Skálholt (Modern Icelandic: ;  ) is a historical site in the south of Iceland, at the river Hvítá.

History
Skálholt was, through eight centuries, one of the most important places in Iceland. A bishopric was established in Skálholt in 1056. Until 1785, it was one of Iceland's two episcopal sees, along with Hólar, making it a cultural and political center. Iceland's first official school, Skálholtsskóli  (now Reykjavík Gymnasium, MR), was founded at Skálholt in 1056 to educate clergy. In 1992 the seminary in Skálholt was re-instituted under the old name and now serves as the education and information center of the Church of Iceland.
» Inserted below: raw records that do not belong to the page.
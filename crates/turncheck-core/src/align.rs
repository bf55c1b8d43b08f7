//! Step-list alignment.
//!
//! Aligns the steps a runtime actually produced against the steps a test case
//! scripted. Every actual step is matched greedily against the earliest equal
//! step still ahead of the expected cursor:
//!
//! - no match: the step is surplus and is buffered, themed [`Theme::Actual`]
//! - match: buffered surplus steps are flushed, then every expected step the
//!   cursor skipped is emitted themed [`Theme::Expected`], then the match
//!   itself, unthemed
//!
//! Once the actual steps are exhausted, remaining surplus steps are flushed,
//! followed by every expected step never reached.
//!
//! Surplus steps are always reported before the expected steps skipped to
//! reach the next match, which keeps the output in the order the run
//! happened.

use crate::compare::steps_equal;
use turncheck_proto::{DiffStep, Step, Theme};

/// Aligns `actual` against `expected`, annotating every mismatch.
///
/// Pure and deterministic: the output depends only on the two inputs.
/// Matched steps are emitted as scripted.
pub fn align(actual: &[Step], expected: &[Step]) -> Vec<DiffStep> {
    let mut output = Vec::with_capacity(actual.len().max(expected.len()));
    let mut pending_actual: Vec<DiffStep> = Vec::new();
    let mut cursor = 0;

    for step in actual {
        let remaining = &expected[cursor..];
        match remaining.iter().position(|candidate| steps_equal(step, candidate)) {
            None => pending_actual.push(DiffStep::actual(step.clone())),
            Some(offset) => {
                output.append(&mut pending_actual);
                output.extend(remaining[..offset].iter().cloned().map(DiffStep::expected));
                output.push(DiffStep::matched(remaining[offset].clone()));
                cursor += offset + 1;
            }
        }
    }

    output.append(&mut pending_actual);
    output.extend(expected[cursor..].iter().cloned().map(DiffStep::expected));
    output
}

/// True iff every step of an alignment result matched.
pub fn check_success(result: &[DiffStep]) -> bool {
    result.iter().all(DiffStep::is_matched)
}

/// Counts of each kind of step in an alignment result.
#[derive(Debug, Clone, Copy, Default, PartialEq, Eq)]
pub struct AlignmentSummary {
    pub matched: usize,
    pub unexpected: usize,
    pub missing: usize,
}

impl AlignmentSummary {
    pub fn of(result: &[DiffStep]) -> Self {
        result
            .iter()
            .fold(Self::default(), |mut summary, step| {
                match step.theme {
                    None => summary.matched += 1,
                    Some(Theme::Actual) => summary.unexpected += 1,
                    Some(Theme::Expected) => summary.missing += 1,
                }
                summary
            })
    }
}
Throughout the Middle Ages there was significant activity in Skálholt; alongside the bishop's office, the cathedral, and the school, there was extensive farming, a smithy, and, while Catholicism lasted, a monastery. Along with dormitories and quarters for teachers and servants, the town made up a sizable gathering of structures. Adam of Bremen, writing circa 1075, described Skálholt (Scaldholz) as the "largest city" in Iceland. First the diocese of Skálholt was a suffragan of the Archdiocese of Hamburg-Bremen. When in 1104 the Diocese of Lund was elevated to an archdiocese, Lund became the metropolitan of Skálholt, and in 1153 Skálholt became a part of the province of Nidaros.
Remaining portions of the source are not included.